**How to complete this task:** Your output is the line containing "self.events.borrow().clone()" plus all lines after it to the end of the records, reproduced exactly, with nothing else.
Segment Start: Input data
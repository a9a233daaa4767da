//! Audio playback service contracts and adapters.
//!
//! Playback is fire-and-forget: adapters start playback and return immediately. The returned
//! `Result` only reports failures the host can observe synchronously (for example an audio
//! element that cannot be constructed); asynchronous rejections such as autoplay blocking are
//! swallowed inside the adapter.

use std::{cell::RefCell, rc::Rc};

/// One playback request with an already-resolved URL.
#[derive(Debug, Clone, PartialEq)]
pub struct SoundRequest {
    /// Resolved, host-loadable URL.
    pub url: String,
    /// Volume in `0.0..=1.0`.
    pub volume: f64,
}

impl SoundRequest {
    /// Builds a request, clamping `volume` into `0.0..=1.0`.
    pub fn new(url: impl Into<String>, volume: f64) -> Self {
        Self {
            url: url.into(),
            volume: volume.clamp(0.0, 1.0),
        }
    }
}

/// Host service for short UI sounds.
pub trait AudioService {
    /// Starts playback of `request`.
    fn play(&self, request: &SoundRequest) -> Result<(), String>;

    /// Performs a silent play/pause of `url` so later playback is not blocked by autoplay
    /// policy. Called from inside a user gesture.
    fn unlock(&self, url: &str) -> Result<(), String>;
}

#[derive(Debug, Clone, Copy, Default)]
/// Audio service for targets without sound output.
pub struct NoopAudioService;

impl AudioService for NoopAudioService {
    fn play(&self, _request: &SoundRequest) -> Result<(), String> {
        Ok(())
    }

    fn unlock(&self, _url: &str) -> Result<(), String> {
        Ok(())
    }
}

/// Event recorded by [`MemoryAudioService`].
#[derive(Debug, Clone, PartialEq)]
pub enum AudioEvent {
    /// A playback request.
    Played(SoundRequest),
    /// An unlock request for the given URL.
    Unlocked(String),
}

#[derive(Debug, Clone, Default)]
/// In-memory audio service that records every request.
///
/// A failing instance still records requests and then reports an error, which lets callers
/// verify that playback failures never escape.
pub struct MemoryAudioService {
    events: Rc<RefCell<Vec<AudioEvent>>>,
    fail: bool,
}

impl MemoryAudioService {
    /// Returns a recorder whose every call fails after recording.
    pub fn failing() -> Self {
        Self {
            events: Rc::default(),
            fail: true,
        }
    }

    /// Returns a snapshot of recorded events in call order.
    pub fn events(&self) -> Vec<AudioEvent> {
        self.events.borrow().clone()
    }

    /// Returns only the playback requests.
    pub fn played(&self) -> Vec<SoundRequest> {
        self.events
            .borrow()
            .iter()
            .filter_map(|event| match event {
                AudioEvent::Played(request) => Some(request.clone()),
                AudioEvent::Unlocked(_) => None,
            })
            .collect()
    }

    fn record(&self, event: AudioEvent) -> Result<(), String> {
        self.events.borrow_mut().push(event);
        if self.fail {
            Err("audio output unavailable".to_string())
        } else {
            Ok(())
        }
    }
}

impl AudioService for MemoryAudioService {
    fn play(&self, request: &SoundRequest) -> Result<(), String> {
        self.record(AudioEvent::Played(request.clone()))
    }

    fn unlock(&self, url: &str) -> Result<(), String> {
        self.record(AudioEvent::Unlocked(url.to_string()))
    }
}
Segment End: Input data
**Exercise result:**
        self.events.borrow().clone()
    }

    /// Returns only the playback requests.
    pub fn played(&self) -> Vec<SoundRequest> {
        self.events
            .borrow()
            .iter()
            .filter_map(|event| match event {
                AudioEvent::Played(request) => Some(request.clone()),
                AudioEvent::Unlocked(_) => None,
            })
            .collect()
    }

    fn record(&self, event: AudioEvent) -> Result<(), String> {
        self.events.borrow_mut().push(event);
        if self.fail {
            Err("audio output unavailable".to_string())
        } else {
            Ok(())
        }
    }
}

impl AudioService for MemoryAudioService {
    fn play(&self, request: &SoundRequest) -> Result<(), String> {
        self.record(AudioEvent::Played(request.clone()))
    }

    fn unlock(&self, url: &str) -> Result<(), String> {
        self.record(AudioEvent::Unlocked(url.to_string()))
    }
}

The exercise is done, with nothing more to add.